- Born: Mohammad Taskeen 15 September 1949 Swabi, Pakistan
- Died: 10 January 2022 (aged 72) Swabi, Pakistan
- Resting place: Maniri Payan, Swabi District
- Education: Government Post Graduate College, Swabi
- Occupations: Poet, Writer, Intellectual, Author
- Writing career
- Language: Pashto

= Taskeen Manerwal =

Pakistani Pashto writer and intellectual (1949–2022)

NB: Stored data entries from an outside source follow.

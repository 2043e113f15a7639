//! HTTP API integration tests.
//!
//! The full router runs against the in-memory store, a scripted gateway and
//! a recording dispatcher, wired exactly as in production by
//! [`Services::build`].

#![allow(clippy::unwrap_used)] // Test code can use unwrap
#![allow(clippy::too_many_lines)]

use axum::Router;
use axum::body::{Body, to_bytes};
use axum::http::{Method, Request, StatusCode};
use racepay_registration::config::{
    Config, DatabaseConfig, GatewayConfig, NotifierConfig, RegistrationConfig, ServerConfig,
    SweeperConfig,
};
use racepay_registration::{Services, build_router};
use racepay_testing::{
    FailPoint, InMemoryRegistrationStore, RecordingDispatcher, ScriptedTransport, Step,
};
use serde_json::{Value, json};
use std::sync::Arc;
use tower::ServiceExt;

fn config() -> Config {
    Config {
        database: DatabaseConfig {
            url: "postgres://unused".to_string(),
            max_connections: 1,
            connect_timeout: 1,
        },
        server: ServerConfig {
            host: "127.0.0.1".to_string(),
            port: 0,
            metrics_port: 0,
            shutdown_timeout: 1,
        },
        gateway: GatewayConfig {
            url: "http://gateway.invalid/payments".to_string(),
            api_key: "test-key".to_string(),
            timeout_ms: 5_000,
            max_attempts: 3,
            backoff_base_ms: 0,
            backoff_max_ms: 0,
        },
        registration: RegistrationConfig {
            reservation_window_hours: 72,
            slot_price_cents: 2_500,
            currency: "USD".to_string(),
            max_runners_per_group: 20,
        },
        sweeper: SweeperConfig {
            interval_secs: 60,
            batch_size: 100,
        },
        notifier: NotifierConfig {
            max_retries: 0,
            base_delay_ms: 0,
            resend_attempts: 1,
            queue_capacity: 16,
            webhook_url: None,
        },
    }
}

struct Api {
    router: Router,
    store: InMemoryRegistrationStore,
    dispatcher: Arc<RecordingDispatcher>,
}

fn api(steps: Vec<Step>) -> Api {
    let store = InMemoryRegistrationStore::new();
    let dispatcher = Arc::new(RecordingDispatcher::new());
    let services = Services::build(
        &config(),
        Arc::new(store.clone()),
        Arc::new(ScriptedTransport::new(steps)),
        dispatcher.clone(),
    );
    Api {
        router: build_router(services.state),
        store,
        dispatcher,
    }
}

impl Api {
    async fn call(&self, request: Request<Body>) -> (StatusCode, Value) {
        let response = self.router.clone().oneshot(request).await.unwrap();
        let status = response.status();
        let bytes = to_bytes(response.into_body(), usize::MAX).await.unwrap();
        let body = serde_json::from_slice(&bytes).unwrap_or(Value::Null);
        (status, body)
    }

    async fn get(&self, uri: &str) -> (StatusCode, Value) {
        self.call(Request::get(uri).body(Body::empty()).unwrap()).await
    }

    async fn send(&self, method: Method, uri: &str, body: &Value) -> (StatusCode, Value) {
        let request = Request::builder()
            .method(method)
            .uri(uri)
            .header("content-type", "application/json")
            .body(Body::from(body.to_string()))
            .unwrap();
        self.call(request).await
    }

    async fn stock(&self, size: &str, gender: &str, units: u32) -> (StatusCode, Value) {
        self.send(
            Method::PUT,
            &format!("/api/inventory/{size}/{gender}"),
            &json!({ "stock": units }),
        )
        .await
    }
}

fn registration(runners: &[(&str, &str, &str)], payment_method: &Value) -> Value {
    let runners: Vec<_> = runners
        .iter()
        .map(|(id, size, gender)| {
            json!({
                "full_name": format!("Runner {id}"),
                "identification": id,
                "size": size,
                "gender": gender,
            })
        })
        .collect();
    json!({
        "registrant": { "name": "Ana Rivas", "email": "ana@example.com", "phone": "+58 414 555 0101" },
        "runners": runners,
        "payment_method": payment_method,
    })
}

fn mobile() -> Value {
    json!({ "type": "mobile_payment", "bank_code": "0102", "phone": "04145550101", "payer_id": "V-12345678" })
}

fn transfer(reference: &str) -> Value {
    json!({ "type": "bank_transfer", "reference": reference })
}

#[tokio::test]
async fn health_and_readiness() {
    let api = api(vec![]);

    let response = api
        .router
        .clone()
        .oneshot(Request::get("/health").body(Body::empty()).unwrap())
        .await
        .unwrap();
    assert_eq!(response.status(), StatusCode::OK);
    assert!(response.headers().contains_key("x-request-id"));

    let (status, body) = api.get("/ready").await;
    assert_eq!(status, StatusCode::OK);
    assert_eq!(body["status"], "healthy");

    api.store.fail_always(FailPoint::Ping);
    let (status, _) = api.get("/ready").await;
    assert_eq!(status, StatusCode::SERVICE_UNAVAILABLE);
}

#[tokio::test]
async fn configured_stock_is_listed() {
    let api = api(vec![]);

    let (status, body) = api.stock("m", "F", 4).await;
    assert_eq!(status, StatusCode::OK);
    assert_eq!(body["size"], "M");
    assert_eq!(body["available"], 4);

    let (status, body) = api.get("/api/inventory").await;
    assert_eq!(status, StatusCode::OK);
    assert_eq!(body.as_array().unwrap().len(), 1);
    assert_eq!(body[0]["stock"], 4);

    let (status, body) = api.stock("XXXL", "F", 4).await;
    assert_eq!(status, StatusCode::UNPROCESSABLE_ENTITY);
    assert_eq!(body["code"], "VALIDATION_ERROR");
}

#[tokio::test]
async fn confirmed_registration_can_be_looked_up() {
    let api = api(vec![]);
    api.stock("M", "F", 2).await;
    api.stock("L", "M", 2).await;

    let (status, receipt) = api
        .send(
            Method::POST,
            "/api/registrations",
            &registration(&[("V-1", "M", "F"), ("V-2", "L", "M")], &transfer("TRX-100")),
        )
        .await;

    assert_eq!(status, StatusCode::OK);
    assert_eq!(receipt["status"], "confirmed");
    assert_eq!(receipt["replayed"], false);
    assert!(receipt.get("reserved_until").is_none());

    let code = receipt["group_code"].as_str().unwrap();
    let (status, view) = api.get(&format!("/api/registrations/{code}")).await;
    assert_eq!(status, StatusCode::OK);
    assert_eq!(view["status"], "confirmed");
    assert_eq!(view["runners"].as_array().unwrap().len(), 2);
    assert_eq!(view["attempts"], json!([]));

    let (_, inventory) = api.get("/api/inventory").await;
    let assigned: u64 = inventory
        .as_array()
        .unwrap()
        .iter()
        .map(|row| row["assigned"].as_u64().unwrap())
        .sum();
    assert_eq!(assigned, 2);
}

#[tokio::test]
async fn gateway_refusal_is_a_rejected_receipt() {
    let api = api(vec![Step::rejected(422, "ACCOUNT_NOT_REGISTERED", "phone not registered")]);
    api.stock("S", "M", 1).await;

    let (status, receipt) = api
        .send(Method::POST, "/api/registrations", &registration(&[("V-1", "S", "M")], &mobile()))
        .await;

    assert_eq!(status, StatusCode::OK);
    assert_eq!(receipt["status"], "rejected");
    assert_eq!(receipt["error_code"], "ACCOUNT_NOT_REGISTERED");
    assert_eq!(receipt["can_retry"], false);
    assert!(receipt["action"].is_string());

    let (_, inventory) = api.get("/api/inventory").await;
    assert_eq!(inventory[0]["available"], 1);
}

#[tokio::test]
async fn exhausted_inventory_is_a_conflict() {
    let api = api(vec![]);
    api.stock("XL", "F", 1).await;

    let (status, body) = api
        .send(
            Method::POST,
            "/api/registrations",
            &registration(&[("V-1", "XL", "F"), ("V-2", "XL", "F")], &transfer("TRX-1")),
        )
        .await;

    assert_eq!(status, StatusCode::CONFLICT);
    assert_eq!(body["code"], "INVENTORY_EXHAUSTED");
    assert!(body["action"].is_string());
    assert_eq!(api.store.group_count(), 0);
}

#[tokio::test]
async fn malformed_bodies_are_validation_errors() {
    let api = api(vec![]);
    api.stock("M", "F", 5).await;

    let request = Request::post("/api/registrations")
        .header("content-type", "application/json")
        .body(Body::from("{\"registrant\":"))
        .unwrap();
    let (status, body) = api.call(request).await;
    assert_eq!(status, StatusCode::UNPROCESSABLE_ENTITY);
    assert_eq!(body["code"], "VALIDATION_ERROR");

    let (status, body) = api
        .send(Method::POST, "/api/registrations", &registration(&[], &transfer("TRX-1")))
        .await;
    assert_eq!(status, StatusCode::UNPROCESSABLE_ENTITY);
    assert_eq!(body["can_retry"], false);
}

#[tokio::test]
async fn idempotency_key_replays_the_first_receipt() {
    let api = api(vec![Step::approved()]);
    api.stock("M", "F", 5).await;
    let body = registration(&[("V-1", "M", "F")], &mobile());

    let submit = || {
        Request::post("/api/registrations")
            .header("content-type", "application/json")
            .header("idempotency-key", "checkout-42")
            .body(Body::from(body.to_string()))
            .unwrap()
    };

    let (_, first) = api.call(submit()).await;
    let (status, second) = api.call(submit()).await;

    assert_eq!(status, StatusCode::OK);
    assert_eq!(first["status"], "confirmed");
    assert_eq!(second["replayed"], true);
    assert_eq!(second["group_code"], first["group_code"]);
    assert_eq!(api.store.group_count(), 1);
}

#[tokio::test]
async fn unknown_group_is_not_found() {
    let api = api(vec![]);

    let (status, body) = api.get("/api/registrations/RG-0000000000").await;

    assert_eq!(status, StatusCode::NOT_FOUND);
    assert_eq!(body["code"], "NOT_FOUND");
}

#[tokio::test]
async fn stock_cannot_shrink_below_committed_units() {
    let api = api(vec![]);
    api.stock("M", "F", 2).await;
    api.send(
        Method::POST,
        "/api/registrations",
        &registration(&[("V-1", "M", "F"), ("V-2", "M", "F")], &transfer("TRX-1")),
    )
    .await;

    let (status, body) = api.stock("M", "F", 1).await;

    assert_eq!(status, StatusCode::CONFLICT);
    assert_eq!(body["code"], "STOCK_BELOW_COMMITTED");
}

#[tokio::test]
async fn confirmation_resend() {
    let api = api(vec![Step::rejected(422, "DECLINED", "insufficient funds")]);
    api.stock("M", "F", 5).await;

    let (_, rejected) = api
        .send(Method::POST, "/api/registrations", &registration(&[("V-1", "M", "F")], &mobile()))
        .await;
    let (status, body) = api
        .send(
            Method::POST,
            "/api/confirmations/resend",
            &json!({ "group_code": rejected["group_code"] }),
        )
        .await;
    assert_eq!(status, StatusCode::CONFLICT);
    assert_eq!(body["code"], "NOT_CONFIRMED");

    let (_, confirmed) = api
        .send(
            Method::POST,
            "/api/registrations",
            &registration(&[("V-2", "M", "F")], &transfer("TRX-5")),
        )
        .await;
    let (status, body) = api
        .send(
            Method::POST,
            "/api/confirmations/resend",
            &json!({ "group_code": confirmed["group_code"] }),
        )
        .await;
    assert_eq!(status, StatusCode::OK);
    assert_eq!(body["status"], "sent");
    assert_eq!(api.dispatcher.sent().len(), 1);
}
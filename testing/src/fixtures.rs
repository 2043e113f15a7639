//! Builders for domain values used across test suites.

use chrono::{DateTime, Duration, Utc};
use racepay_core::types::{
    Gender, GroupCode, HoldToken, Money, PaymentMethod, PaymentStatus, Registrant,
    RegistrationGroup, Runner, Size,
};

/// A runner with the given identification and row.
#[must_use]
pub fn runner(identification: &str, size: Size, gender: Gender) -> Runner {
    Runner {
        full_name: format!("Runner {identification}"),
        identification: identification.to_string(),
        size,
        gender,
        birth_date: None,
        email: None,
    }
}

/// A registrant with valid contact details.
#[must_use]
pub fn registrant() -> Registrant {
    Registrant {
        name: "Ana Rivas".to_string(),
        email: "ana@example.com".to_string(),
        phone: "+58 414 555 0101".to_string(),
    }
}

/// Mobile payment details accepted by the scripted gateway.
#[must_use]
pub fn mobile_payment() -> PaymentMethod {
    PaymentMethod::MobilePayment {
        bank_code: "0102".to_string(),
        phone: "04145550101".to_string(),
        payer_id: "V-12345678".to_string(),
    }
}

/// Manual bank transfer with the given reference.
#[must_use]
pub fn bank_transfer(reference: &str) -> PaymentMethod {
    PaymentMethod::BankTransfer {
        reference: reference.to_string(),
        proof_file: Some("uploads/proof.pdf".to_string()),
    }
}

/// A stored group for `runners`, created at `at` with a 72-hour window.
#[must_use]
pub fn group(
    code: &str,
    hold_token: HoldToken,
    runners: Vec<Runner>,
    status: PaymentStatus,
    at: DateTime<Utc>,
) -> RegistrationGroup {
    let count = u32::try_from(runners.len()).unwrap_or(u32::MAX);
    RegistrationGroup {
        code: GroupCode::new(code),
        idempotency_key: None,
        registrant: registrant(),
        runners,
        payment_method: mobile_payment(),
        status,
        hold_token,
        amount: Money::from_cents(2_500).times(count),
        reserved_until: at + Duration::hours(72),
        gateway_reference: None,
        confirmed_at: None,
        notification_pending: false,
        created_at: at,
        updated_at: at,
    }
}
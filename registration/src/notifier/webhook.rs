//! Dispatcher posting messages to a webhook.

use racepay_core::BoxFuture;
use racepay_core::dispatch::{DispatchError, MessageDispatcher, OutboundMessage};
use reqwest::{Client, StatusCode};
use std::time::Duration;

/// POSTs `{recipient, template, payload}` to a delivery service.
///
/// 5xx and 429 responses and network errors are transient; other non-2xx
/// responses are refusals.
#[derive(Clone)]
pub struct WebhookDispatcher {
    client: Client,
    url: String,
}

impl WebhookDispatcher {
    /// Dispatcher posting to `url`.
    ///
    /// # Errors
    ///
    /// Returns [`DispatchError::Transport`] if the HTTP client cannot be built.
    pub fn new(url: impl Into<String>, timeout: Duration) -> Result<Self, DispatchError> {
        let client = Client::builder()
            .timeout(timeout)
            .build()
            .map_err(|e| DispatchError::Transport(e.to_string()))?;
        Ok(Self {
            client,
            url: url.into(),
        })
    }
}

fn classify(status: StatusCode, body: String) -> Result<(), DispatchError> {
    if status.is_success() {
        Ok(())
    } else if status.is_server_error() || status == StatusCode::TOO_MANY_REQUESTS {
        Err(DispatchError::Transport(format!("{status}: {body}")))
    } else {
        Err(DispatchError::Rejected(format!("{status}: {body}")))
    }
}

impl MessageDispatcher for WebhookDispatcher {
    fn send(&self, message: OutboundMessage) -> BoxFuture<'_, Result<(), DispatchError>> {
        Box::pin(async move {
            let response = self
                .client
                .post(&self.url)
                .json(&message)
                .send()
                .await
                .map_err(|e| DispatchError::Transport(e.to_string()))?;

            let status = response.status();
            let body = response.text().await.unwrap_or_default();
            classify(status, body)
        })
    }
}

#[cfg(test)]
mod tests {
    use super::*;

    #[test]
    fn server_errors_are_transient() {
        let err = classify(StatusCode::BAD_GATEWAY, String::new());
        assert!(err.is_err_and(|e| e.is_transient()));

        let throttled = classify(StatusCode::TOO_MANY_REQUESTS, String::new());
        assert!(throttled.is_err_and(|e| e.is_transient()));
    }

    #[test]
    fn client_errors_are_refusals() {
        let err = classify(StatusCode::UNPROCESSABLE_ENTITY, "bad address".to_string());
        assert_eq!(
            err,
            Err(DispatchError::Rejected("422 Unprocessable Entity: bad address".to_string()))
        );
    }

    #[test]
    fn success_is_ok() {
        assert_eq!(classify(StatusCode::ACCEPTED, String::new()), Ok(()));
    }
}
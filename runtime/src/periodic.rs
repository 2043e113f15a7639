//! Fixed-interval background loops.
//!
//! A pass is awaited inline, so a slow pass delays the next tick instead of
//! running alongside it. Shutdown is observed between passes; a pass that has
//! started always finishes.

use std::future::Future;
use std::time::Duration;
use tokio::sync::watch;
use tokio::time::{MissedTickBehavior, interval};

/// Run `pass` every `period` until `shutdown` flips to `true` or its sender is
/// dropped.
///
/// The first pass runs immediately.
pub async fn run_periodic<F, Fut>(
    name: &'static str,
    period: Duration,
    mut shutdown: watch::Receiver<bool>,
    mut pass: F,
) where
    F: FnMut() -> Fut,
    Fut: Future<Output = ()>,
{
    let mut ticker = interval(period);
    ticker.set_missed_tick_behavior(MissedTickBehavior::Delay);

    tracing::info!(task = name, period_ms = period.as_millis(), "Periodic task started");

    while !*shutdown.borrow() {
        tokio::select! {
            _ = ticker.tick() => {
                pass().await;
            }
            changed = shutdown.changed() => {
                if changed.is_err() {
                    break;
                }
            }
        }
    }

    tracing::info!(task = name, "Periodic task stopped");
}
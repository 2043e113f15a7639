//! Payment gateway contract.
//!
//! The provider speaks its own vocabulary of status strings and codes. Everything
//! downstream of the adapter switches on [`GatewayErrorCode`] instead, a closed
//! set normalized once at the boundary.

use crate::types::{Money, UnknownVariant};
use crate::BoxFuture;
use serde::{Deserialize, Serialize};
use std::fmt;
use std::str::FromStr;
use thiserror::Error;

/// Normalized gateway failure taxonomy.
#[derive(Clone, Copy, Debug, PartialEq, Eq, Hash, Serialize, Deserialize)]
#[serde(rename_all = "SCREAMING_SNAKE_CASE")]
pub enum GatewayErrorCode {
    /// Payer's phone/id is not enrolled for mobile payments at the bank
    AccountNotRegistered,
    /// Provider or bank is down
    ProviderUnavailable,
    /// Reference was already used with the provider
    DuplicateReference,
    /// Provider reported a communication failure with the bank
    CommunicationError,
    /// Call timed out
    Timeout,
    /// Request was malformed
    ValidationError,
    /// Provider refused the payment for any other reason
    Declined,
}

impl GatewayErrorCode {
    /// Every code, in signature-scan priority order.
    pub const ALL: [Self; 7] = [
        Self::AccountNotRegistered,
        Self::ProviderUnavailable,
        Self::DuplicateReference,
        Self::CommunicationError,
        Self::Timeout,
        Self::ValidationError,
        Self::Declined,
    ];

    /// Canonical upper-case label.
    #[must_use]
    pub const fn as_str(&self) -> &'static str {
        match self {
            Self::AccountNotRegistered => "ACCOUNT_NOT_REGISTERED",
            Self::ProviderUnavailable => "PROVIDER_UNAVAILABLE",
            Self::DuplicateReference => "DUPLICATE_REFERENCE",
            Self::CommunicationError => "COMMUNICATION_ERROR",
            Self::Timeout => "TIMEOUT",
            Self::ValidationError => "VALIDATION_ERROR",
            Self::Declined => "DECLINED",
        }
    }

    /// Whether a new attempt may succeed where this one failed.
    #[must_use]
    pub const fn is_retryable(&self) -> bool {
        matches!(
            self,
            Self::ProviderUnavailable
                | Self::DuplicateReference
                | Self::CommunicationError
                | Self::Timeout
        )
    }

    /// What the payer should do next.
    #[must_use]
    pub const fn corrective_action(&self) -> &'static str {
        match self {
            Self::AccountNotRegistered => {
                "Verify that your phone number is registered for mobile payments with the selected bank."
            },
            Self::ProviderUnavailable => {
                "The payment provider is unavailable. Try again later or choose another payment method."
            },
            Self::DuplicateReference => "Try again.",
            Self::CommunicationError | Self::Timeout => {
                "We could not reach the payment provider. Try again; your form data was kept."
            },
            Self::ValidationError => "Review the payment details and submit again.",
            Self::Declined => "Contact your bank or use another payment method.",
        }
    }
}

impl FromStr for GatewayErrorCode {
    type Err = UnknownVariant;

    fn from_str(s: &str) -> Result<Self, Self::Err> {
        Self::ALL
            .into_iter()
            .find(|code| code.as_str() == s)
            .ok_or_else(|| UnknownVariant {
                kind: "gateway error code",
                value: s.to_string(),
            })
    }
}

impl fmt::Display for GatewayErrorCode {
    fn fmt(&self, f: &mut fmt::Formatter<'_>) -> fmt::Result {
        f.write_str(self.as_str())
    }
}

/// Outbound mobile-payment request.
#[derive(Clone, Debug, PartialEq, Eq, Serialize, Deserialize)]
pub struct GatewayRequest {
    /// Unique reference for this call
    pub reference: String,
    /// Amount to charge
    pub amount: Money,
    /// ISO currency code
    pub currency: String,
    /// Payer's national id
    pub payer_id: String,
    /// Payer's registered phone
    pub phone: String,
    /// Payer's bank selector
    pub bank_code: String,
}

/// Raw provider response, before classification.
#[derive(Clone, Debug, PartialEq, Eq, Serialize, Deserialize)]
pub struct RawGatewayResponse {
    /// HTTP status code
    pub status: u16,
    /// Response body, kept verbatim for audit
    pub body: String,
}

impl RawGatewayResponse {
    /// Build a response.
    #[must_use]
    pub fn new(status: u16, body: impl Into<String>) -> Self {
        Self {
            status,
            body: body.into(),
        }
    }

    /// 2xx status.
    #[must_use]
    pub const fn is_success(&self) -> bool {
        self.status >= 200 && self.status < 300
    }
}

/// The call produced no response.
#[derive(Error, Debug, Clone, PartialEq, Eq)]
pub enum TransportError {
    /// No response within the deadline
    #[error("gateway call timed out")]
    Timeout,

    /// Connection could not be established or was reset
    #[error("gateway connection failed: {0}")]
    Connection(String),

    /// Any other transport failure
    #[error("gateway transport error: {0}")]
    Other(String),
}

/// Network boundary to the payment provider.
///
/// Implementations perform exactly one request per call and never retry;
/// retry and classification belong to the adapter.
pub trait GatewayTransport: Send + Sync {
    /// Send one payment request.
    ///
    /// # Errors
    ///
    /// Returns [`TransportError`] when no HTTP response was obtained.
    fn send(&self, request: GatewayRequest)
    -> BoxFuture<'_, Result<RawGatewayResponse, TransportError>>;
}

#[cfg(test)]
mod tests {
    use super::*;

    #[test]
    fn test_retryability_follows_taxonomy() {
        let retryable: Vec<_> = GatewayErrorCode::ALL
            .into_iter()
            .filter(GatewayErrorCode::is_retryable)
            .collect();

        assert_eq!(
            retryable,
            vec![
                GatewayErrorCode::ProviderUnavailable,
                GatewayErrorCode::DuplicateReference,
                GatewayErrorCode::CommunicationError,
                GatewayErrorCode::Timeout,
            ]
        );
    }

    #[test]
    fn test_labels_parse_back() {
        for code in GatewayErrorCode::ALL {
            assert_eq!(code.as_str().parse::<GatewayErrorCode>(), Ok(code));
        }
    }

    #[test]
    fn test_account_not_registered_names_the_fix() {
        assert!(GatewayErrorCode::AccountNotRegistered
            .corrective_action()
            .contains("registered"));
    }
}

Mohammad Taskeen Manerwal (محمد تسکین مانیروال; 15 September 1949 – 10 January 2022) was a Pakistani intellectual, writer, and author of Pashto literature and poetry. He was also a teacher and retired from the Department of Education in 1999 as a headmaster. He belonged to Maniri Swabi.

== Early life ==
Mohammad Taskeen was born on 15 September 1949 (Note: A diary kept by Taskeen's father shows 1948.) in Maniri village of Swabi. He had three sisters and three brothers, and his father Mohammad Yameen was a school headmaster. Taskeen was nicknamed "Manerwal" after his village, while the name "Taskeen" was originally given to a deceased elder brother.

Manerwal began primary school in 1953. He matriculated from Swabi High School in 1965, and finished intermediate college at Government Post Graduate College, Swabi in 1967. He later completed a private (Note: Private candidates do not attend classes, but receive their degrees by passing the final examinations for subjects.) B.A. (1977) and B.Ed (1980). He became a schoolteacher in 1969, and retired from the Department of Education in 1999 as a headmaster.

== Career ==
Manerwal started writing poetry when he was a fifth-grade student, influenced by the Pashto poets Rahman Baba and Khushal Khan Khattak. When Taskeen was studying at Government Post Graduate College, Swabi, he was involved in the publication of the Neelab Magazine. His writing in Neelab brought him to the attention of established Pashto writers such as Abdul Ghani Khan. Manerwal's numerous ghazals and poems, such as "Cha Kha Khoshay Shara Wy" (1973), were popular among Pashtuns not only in Pakistan but also in Afghanistan. His only book, the poetry collection Cha Kha Khoshay Shara Wy, was published in 2011, strengthening his reputation as a romantic poet.

== Personal life and death ==
Manerwal was unmarried, but said he would live among the people through his poetry. According to his colleagues, his life was difficult, but when he was among the people, he was a true advocate of peace. He disliked politics, and was a reader of Sufi poetry.

Manerwal died in Swabi on 10 January 2022. He was buried at his ancestral graveyard in Maniri Payan, Swabi. Qaumi Watan Party Provincial Chairman Sikandar Hayat Khan Sherpao, Awami National Party Khyber Pakhtunkhwa President Aimal Wali Khan, General Secretary Sardar Hussain Babak and Culture Secretary Khadim Hussain expressed their condolences.